Trumbull’s History of Connecticut
pp. 72-118
Women, or Pour et Contre
pp. 118-135
Battle of Niagara and Goldau
pp. 142-157
Clinton’s Discourse before the Literary and Philosophical Society of New York
pp. 157
National Poetry
pp. 169-176
Health of Literary Men
pp. 176-181
Literary Institutions, – University, – Library
pp. 191-200

The article on literary institutions was probably of interest to Jefferson, as he was in the middle of getting his new University of Virginia up and running. Who knows, maybe that’s why someone sent him a copy. In a number of his letters he asks JA for his recommendations on courses of study or books for the school.

The article is mostly concerned with affirming that universities need to have a top-notch library, and, in comparing institutions, the author echoes Jefferson’s concern about the USofA catching up with Europe:

“It is also of great importance, that the library of a university should not only be good, but very good, ample, munificent, a deposit of the world’s knowledge. It is a grievous thing to be stopped short in the midst of an inquiry for, perhaps, the very book, that throws most light upon it; and the progress of learning must be but small indeed among us, so long as the student must send across the Atlantic at every turn for the necessary aids to his purruits. It is not with us as it is in Europe, where very many large libraries exist, and where what is not contained in one, may be found in another . . .”

The top two libraries in the country, says the author, are the “Philadelphia library” (presumably the Library Company of Philadelphia, founded by Benjamin Franklin in 1731) and the “Library of Harvard University at Cambridge,” each with about 30,000 volumes, compared to, for example, “the University Library at Cambridge, England, 90,000 volumes.”

Today the Harvard University Library contains 16.8 million volumes. The Library Company of Philadelphia, which originated under Ben Franklin as a lending library, is now an “independent research library concentrating on American society and culture from the 17th through the 19th centuries,” and it contains “over half a million rare books, manuscripts, pamphlets, broadsides, prints, and photographs relating to early American history.”

Whoever wrote for the North American Review sure loved libraries:

“A man of liberal and enlarged views finds a congenial air in the neighborhood of a large library. He perceives himself within reach of his mind’s sustenance, and to place him where there is a dearth of books, is to make the air which he breathes sharp and thin.”

May 29, 1818 – December 30, 1818

John Adams to Thomas Jefferson: “Now Sir, my Griefs! The dear Partner of my Life for fifty four years as a Wife and for many Years more as a Lover, now lyes in extremis, forbidden to speak or be spoken to.”
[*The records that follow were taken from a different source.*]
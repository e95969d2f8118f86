// Run ledger tables, kept in sync with repository/schema_sqlite.sql.

diesel::table! {
    dag_runs (id) {
        id -> Integer,
        dag_id -> Text,
        logical_date -> Text,
        status -> Text,
        started_at -> Text,
        finished_at -> Nullable<Text>,
        error -> Nullable<Text>,
    }
}

diesel::table! {
    task_runs (id) {
        id -> Integer,
        dag_run_id -> Integer,
        task_id -> Text,
        attempt -> Integer,
        status -> Text,
        started_at -> Text,
        finished_at -> Nullable<Text>,
        response -> Nullable<Text>,
        error -> Nullable<Text>,
    }
}

diesel::joinable!(task_runs -> dag_runs (dag_run_id));

diesel::allow_tables_to_appear_in_same_query!(dag_runs, task_runs);
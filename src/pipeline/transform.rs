//! Raw → staging upserts (dimension and fact tables).

use chrono::{DateTime, NaiveDate, Utc};
use serde::Serialize;
use tracing::info;

use crate::error::Result;
use crate::warehouse::{tables, Dialect, MergeSpec, Warehouse};

/// Latest row per key of a raw table.
fn latest(dialect: &Dialect, raw_dataset: &str, table: &str, key: &str, columns: &str) -> String {
    format!(
        "SELECT {columns} FROM {table} WHERE {key} IS NOT NULL \
         QUALIFY ROW_NUMBER() OVER (PARTITION BY {key} ORDER BY ingest_timestamp DESC) = 1",
        columns = columns,
        table = dialect.table_ref(raw_dataset, table),
        key = key,
    )
}

/// ISO-8601 duration rendered as `MM:SS`, or `H:MM:SS` once it reaches an hour.
fn duration_expr(dialect: &Dialect, column: &str) -> String {
    let hours = dialect.regexp_extract(column, r"(\d+)H");
    let minutes = dialect.regexp_extract(column, r"(\d+)M");
    let seconds = dialect.regexp_extract(column, r"(\d+)S");
    let mm_ss = format!(
        "LPAD(COALESCE({m}, '0'), 2, '0'), ':', LPAD(COALESCE({s}, '0'), 2, '0')",
        m = minutes,
        s = seconds,
    );
    format!(
        "CASE WHEN {col} IS NULL THEN NULL \
         WHEN {h} IS NULL THEN CONCAT({mm_ss}) \
         ELSE CONCAT({h}, ':', {mm_ss}) END",
        col = column,
        h = hours,
        mm_ss = mm_ss,
    )
}

/// The ordered upserts of one transform run.
pub fn merge_specs(
    dialect: &Dialect,
    raw_dataset: &str,
    now: DateTime<Utc>,
    date: NaiveDate,
) -> Vec<MergeSpec> {
    let now = dialect.timestamp_literal(now);
    let date = dialect.date_literal(date);
    let date_col = dialect.ident("date");

    vec![
        MergeSpec::new(
            tables::dim_videos(),
            latest(
                dialect,
                raw_dataset,
                "videos",
                "video_id",
                &format!(
                    "video_id, title, description, channel_id, published_at, {} AS last_updated",
                    now
                ),
            ),
        ),
        MergeSpec::new(
            tables::dim_channels(),
            latest(
                dialect,
                raw_dataset,
                "channels",
                "channel_id",
                &format!(
                    "channel_id, channel_title, channel_description, country, \
                     subscriber_count, video_count, {} AS last_updated",
                    now
                ),
            ),
        ),
        MergeSpec::new(
            tables::dim_comments(),
            latest(
                dialect,
                raw_dataset,
                "comments",
                "comment_id",
                &format!(
                    "comment_id, author_display_name, text_display AS comment_text, {} AS last_updated",
                    now
                ),
            ),
        ),
        MergeSpec::new(
            tables::dim_categories(),
            latest(
                dialect,
                raw_dataset,
                "categories",
                "category_id",
                &format!("category_id, category_title, region, {} AS last_updated", now),
            ),
        ),
        MergeSpec::new(
            tables::fact_video_statistics(),
            format!(
                "SELECT s.video_id AS video_id, v.channel_id AS channel_id, \
                 s.category_id AS category_id, {duration} AS duration, {date} AS {date_col}, \
                 s.view_count AS view_count, s.like_count AS like_count, \
                 s.comment_count AS comment_count \
                 FROM ({stats}) AS s JOIN ({videos}) AS v ON s.video_id = v.video_id",
                duration = duration_expr(dialect, "s.duration"),
                date = date,
                date_col = date_col,
                stats = latest(dialect, raw_dataset, "video_statistics", "video_id", "*"),
                videos = latest(dialect, raw_dataset, "videos", "video_id", "video_id, channel_id"),
            ),
        ),
        MergeSpec::new(
            tables::fact_comments(),
            latest(
                dialect,
                raw_dataset,
                "comments",
                "comment_id",
                "comment_id, video_id, like_count, published_at",
            ),
        ),
    ]
}

#[derive(Debug, Clone, PartialEq, Serialize)]
pub struct TransformOutcome {
    pub date: NaiveDate,
    pub results: Vec<String>,
}

/// Ensure the staging tables exist and run every upsert in order.
///
/// The first failing statement aborts the run.
pub async fn run_transform(
    warehouse: &dyn Warehouse,
    raw_dataset: &str,
    staging_dataset: &str,
    date: NaiveDate,
) -> Result<TransformOutcome> {
    let dialect = warehouse.dialect().clone();

    warehouse.execute(&dialect.create_schema(raw_dataset)).await?;
    for table in tables::raw_tables() {
        warehouse
            .execute(&dialect.create_table(raw_dataset, &table))
            .await?;
    }
    warehouse
        .execute(&dialect.create_schema(staging_dataset))
        .await?;
    for table in tables::staging_tables() {
        warehouse
            .execute(&dialect.create_table(staging_dataset, &table))
            .await?;
    }

    let mut results = Vec::new();
    for (i, spec) in merge_specs(&dialect, raw_dataset, Utc::now(), date)
        .into_iter()
        .enumerate()
    {
        warehouse
            .execute(&spec.render(&dialect, staging_dataset))
            .await?;
        info!("Merged {}.{}", staging_dataset, spec.target.name);
        results.push(format!("Query {} ({}) executed successfully", i + 1, spec.target.name));
    }

    Ok(TransformOutcome { date, results })
}

#[cfg(test)]
mod tests {
    use super::*;
    use crate::models::ExtractTable;
    use crate::warehouse::{DuckDbWarehouse, RowExt, SqlValue};
    use chrono::TimeZone;

    #[test]
    fn test_specs_are_ordered() {
        let specs = merge_specs(
            &Dialect::DuckDb,
            "youtube_raw",
            Utc::now(),
            NaiveDate::from_ymd_opt(2025, 1, 1).unwrap(),
        );
        let names: Vec<_> = specs.iter().map(|s| s.target.name).collect();
        assert_eq!(
            names,
            [
                "dim_videos",
                "dim_channels",
                "dim_comments",
                "dim_categories",
                "fact_video_statistics",
                "fact_comments"
            ]
        );
        assert!(specs[4].source.contains("DATE '2025-01-01' AS \"date\""));
    }

    #[tokio::test]
    async fn test_duration_rendering() {
        let wh = DuckDbWarehouse::in_memory().unwrap();
        let expr = duration_expr(wh.dialect(), "d");
        let rows = wh
            .query(
                &format!(
                    "SELECT {} AS r FROM (VALUES (1, 'PT4M13S'), (2, 'PT45S'), (3, 'PT1H2M'), \
                     (4, 'PT2H5S'), (5, NULL)) AS t(i, d) ORDER BY i",
                    expr
                ),
                &[],
            )
            .await
            .unwrap();
        let rendered: Vec<Option<String>> = rows.iter().map(|r| r.text("r")).collect();
        assert_eq!(
            rendered,
            vec![
                Some("04:13".to_string()),
                Some("00:45".to_string()),
                Some("1:02:00".to_string()),
                Some("2:00:05".to_string()),
                None
            ]
        );
    }

    #[tokio::test]
    async fn test_stats_without_video_row_are_dropped() {
        let wh = DuckDbWarehouse::in_memory().unwrap();
        let dialect = wh.dialect().clone();
        wh.execute(&dialect.create_schema("youtube_raw")).await.unwrap();
        for table in tables::raw_tables() {
            wh.execute(&dialect.create_table("youtube_raw", &table)).await.unwrap();
        }
        let ts = SqlValue::Timestamp(Utc.with_ymd_and_hms(2025, 1, 1, 6, 0, 0).unwrap());
        let lineage = [ts.clone(), SqlValue::text("raw/x.json"), SqlValue::text("r1")];

        let mut video = vec![
            SqlValue::text("v1"),
            SqlValue::text("c1"),
            SqlValue::text("Video 1"),
            SqlValue::Null,
            ts.clone(),
            SqlValue::text("rust"),
            SqlValue::text("relevance"),
        ];
        video.extend(lineage.iter().cloned());
        wh.insert_rows("youtube_raw", &tables::raw_table(ExtractTable::Videos), &[video], "r1")
            .await
            .unwrap();

        let stats: Vec<Vec<SqlValue>> = ["v1", "v2"]
            .iter()
            .map(|id| {
                let mut row = vec![
                    SqlValue::text(*id),
                    SqlValue::text("28"),
                    SqlValue::Null,
                    SqlValue::text("PT4M13S"),
                    SqlValue::Int(100),
                    SqlValue::Int(5),
                    SqlValue::Int(1),
                    SqlValue::Int(0),
                    ts.clone(),
                ];
                row.extend(lineage.iter().cloned());
                row
            })
            .collect();
        wh.insert_rows("youtube_raw", &tables::raw_table(ExtractTable::VideoStats), &stats, "r1")
            .await
            .unwrap();

        let date = NaiveDate::from_ymd_opt(2025, 1, 1).unwrap();
        run_transform(&wh, "youtube_raw", "youtube_staging", date)
            .await
            .unwrap();

        let rows = wh
            .query(
                "SELECT video_id, channel_id FROM youtube_staging.fact_video_statistics",
                &[],
            )
            .await
            .unwrap();
        assert_eq!(rows.len(), 1);
        assert_eq!(rows[0].text("video_id").as_deref(), Some("v1"));
        assert_eq!(rows[0].text("channel_id").as_deref(), Some("c1"));
    }

    #[tokio::test]
    async fn test_transform_on_empty_warehouse() {
        let wh = DuckDbWarehouse::in_memory().unwrap();
        let date = NaiveDate::from_ymd_opt(2025, 1, 1).unwrap();
        let outcome = run_transform(&wh, "youtube_raw", "youtube_staging", date)
            .await
            .unwrap();
        assert_eq!(outcome.results.len(), 6);
        assert_eq!(wh.count_rows("youtube_staging", "dim_videos").await.unwrap(), 0);
    }
}
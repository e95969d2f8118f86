//! Sequential DAG runner for the function endpoints.
//!
//! The ETL DAG calls schema, extract, load and transform in order, passing
//! each response to the next task. The golden DAG waits until the ETL DAG
//! succeeded for the same logical date, then calls the golden endpoint.
//! Every DAG run and task attempt is recorded in the run ledger.

mod dag;
mod invoker;

pub use dag::{endpoint_url, DagContext, Task, ETL_DAG_ID, GOLDEN_DAG_ID, SENSOR_TASK_ID};
pub use invoker::{HttpInvoker, Invoker};

use std::sync::Arc;
use std::time::Duration;

use chrono::{NaiveDate, Utc};
use serde::Serialize;
use serde_json::Value;
use tokio::time::{sleep, Instant};
use tracing::{debug, info, warn};

use crate::config::{OrchestratorSettings, Settings};
use crate::error::{PipelineError, Result};
use crate::models::{DagRun, RunStatus, TaskRun};
use crate::repository::RunRepository;

/// Upper bound for a single retry delay.
const MAX_RETRY_DELAY: Duration = Duration::from_secs(60 * 60);

/// Task retry budget with exponential backoff.
#[derive(Debug, Clone, Copy, PartialEq, Eq)]
pub struct RetryPolicy {
    /// Retries after the first attempt.
    pub retries: u32,
    pub base_delay: Duration,
}

impl RetryPolicy {
    pub fn from_settings(settings: &OrchestratorSettings) -> Self {
        Self {
            retries: settings.retries,
            base_delay: Duration::from_secs(settings.retry_delay_secs),
        }
    }

    /// Wait before retry number `retry` (1-based): `base * 2^(retry-1)`.
    pub fn delay(&self, retry: u32) -> Duration {
        let factor = 2u32.saturating_pow(retry.saturating_sub(1));
        self.base_delay.saturating_mul(factor).min(MAX_RETRY_DELAY)
    }

    pub fn max_attempts(&self) -> u32 {
        self.retries + 1
    }
}

/// How the golden DAG polls the ledger for a finished ETL run.
#[derive(Debug, Clone, Copy, PartialEq, Eq)]
pub struct SensorPolicy {
    pub poke_interval: Duration,
    pub timeout: Duration,
}

impl SensorPolicy {
    pub fn from_settings(settings: &OrchestratorSettings) -> Self {
        Self {
            poke_interval: Duration::from_secs(settings.poke_interval_secs),
            timeout: Duration::from_secs(settings.sensor_timeout_secs),
        }
    }
}

/// Final ledger state of one DAG run.
#[derive(Debug, Clone, Serialize)]
pub struct DagOutcome {
    pub dag_run: DagRun,
    pub tasks: Vec<TaskRun>,
}

impl DagOutcome {
    pub fn succeeded(&self) -> bool {
        self.dag_run.status == RunStatus::Success
    }
}

enum TaskResult {
    Succeeded(Value),
    Failed(String),
}

/// Runs the ETL and golden DAGs against the function endpoints.
pub struct Orchestrator {
    functions_url: String,
    golden_url: Option<String>,
    invoker: Arc<dyn Invoker>,
    ledger: RunRepository,
    policy: RetryPolicy,
    sensor: SensorPolicy,
}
This was written on October 20. Abigail Adams died on October 28 of typhoid fever. She was 73 years old and was married to John Adams for 54 years. JA’s comment about being lovers for more than 54 years is intriguing, probably only because it resists our stereotypes of prudish 18th century Puritans. I won’t pretend to know anything more than that, other than it sounds like true love to me. Much has already been written about the impressive Mrs. Adams. I hesitate to dwell on morbidity, but one particular scene in her life sticks with me, which is the image of three generations standing together in one room: Mrs. Adams beside the bedside of her dying daughter, Abigail Adams Smith, along with Mrs. Smith’s daughter, Caroline Amelia Smith. Not long after her daughter’s death, AA wrote to Mr. Jefferson:

A lively only daughter of her Mother lives to console me.
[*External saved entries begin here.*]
/// Load settings: defaults, then config file, then environment.
pub async fn load_settings_with_options(options: LoadOptions) -> Result<Settings> {
    let mut settings = Settings::default();

    let config_path = match options.config_path {
        Some(path) => Some(path),
        None => Config::discover().await,
    };
    if let Some(path) = config_path {
        tracing::debug!("Loading config from {}", path.display());
        let config = Config::load_from_path(&path).await?;
        config.apply_to_settings(&mut settings);
    }

    if let Some(data_dir) = options.data_dir {
        settings.rebase_data_dir(data_dir);
    }

    settings.apply_env(|key| std::env::var(key).ok());
    Ok(settings)
}
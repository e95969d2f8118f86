//! Data models for ytpipe.

mod batch;
mod channel;
mod comment;
mod ledger;
mod run;
mod video;

pub mod lenient;

pub use batch::{ExtractTable, ExtractionBatch};
pub use channel::{Category, Channel};
pub use comment::Comment;
pub use ledger::{DagRun, RunStatus, TaskRun};
pub use run::{Lineage, RunId};
pub use video::{Video, VideoStatistics};

use chrono::{DateTime, NaiveDate, NaiveDateTime, Utc};

use crate::error::{PipelineError, Result};

/// Parse a logical date given as `yyyymmdd` or `yyyy-mm-dd`.
pub fn parse_logical_date(raw: &str) -> Result<NaiveDate> {
    let raw = raw.trim();
    NaiveDate::parse_from_str(raw, "%Y%m%d")
        .or_else(|_| NaiveDate::parse_from_str(raw, "%Y-%m-%d"))
        .map_err(|_| {
            PipelineError::invalid(format!(
                "Invalid date '{}' (expected yyyymmdd or yyyy-mm-dd)",
                raw
            ))
        })
}

/// Parse a timestamp as the API or a previous load wrote it.
///
/// Unparseable input yields `None` so the column lands as NULL.
pub fn parse_timestamp(raw: &str) -> Option<DateTime<Utc>> {
    let raw = raw.trim();
    if raw.is_empty() {
        return None;
    }
    if let Ok(dt) = DateTime::parse_from_rfc3339(raw) {
        return Some(dt.with_timezone(&Utc));
    }
    for fmt in ["%Y-%m-%d %H:%M:%S%.f", "%Y-%m-%dT%H:%M:%S%.f", "%Y-%m-%d %H:%M:%S"] {
        if let Ok(naive) = NaiveDateTime::parse_from_str(raw, fmt) {
            return Some(naive.and_utc());
        }
    }
    NaiveDate::parse_from_str(raw, "%Y-%m-%d")
        .ok()
        .and_then(|d| d.and_hms_opt(0, 0, 0))
        .map(|dt| dt.and_utc())
}

#[cfg(test)]
mod tests {
    use super::*;
    use chrono::{Datelike, Timelike};

    #[test]
    fn test_parse_rfc3339() {
        let ts = parse_timestamp("2024-03-05T10:20:30Z").unwrap();
        assert_eq!((ts.year(), ts.month(), ts.day()), (2024, 3, 5));
        assert_eq!(ts.hour(), 10);
    }

    #[test]
    fn test_parse_offset_is_normalized_to_utc() {
        let ts = parse_timestamp("2024-03-05T10:20:30+02:00").unwrap();
        assert_eq!(ts.hour(), 8);
    }

    #[test]
    fn test_parse_naive_and_date_only() {
        assert!(parse_timestamp("2024-03-05 10:20:30.123456").is_some());
        assert!(parse_timestamp("2024-03-05").is_some());
    }

    #[test]
    fn test_parse_logical_date() {
        let d = NaiveDate::from_ymd_opt(2025, 1, 31).unwrap();
        assert_eq!(parse_logical_date("20250131").unwrap(), d);
        assert_eq!(parse_logical_date("2025-01-31").unwrap(), d);
        assert!(parse_logical_date("31/01/2025").unwrap_err().is_client_error());
    }

    #[test]
    fn test_parse_garbage_is_none() {
        assert!(parse_timestamp("").is_none());
        assert!(parse_timestamp("yesterday").is_none());
    }
}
“who in her youth, has all that Age required”
“And with her prudence, all that youth admired”

Since I first read that, I’ve been wondering about Caroline Amelia. How old was she when her mother died? What happened to her? The romantic side of me imagined her as a little girl literally consoling AA—and vice versa—by staying with her grandparents and growing up there as a second daughter to Mr. and Mrs. Adams. In reality, she was 18 years old and she married a year later. Not much as been written about her. Despite being the granddaughter and niece of two U.S. presidents, she has—like most of us will—slowly dissipated into the foggy history of ordinary, unknown people.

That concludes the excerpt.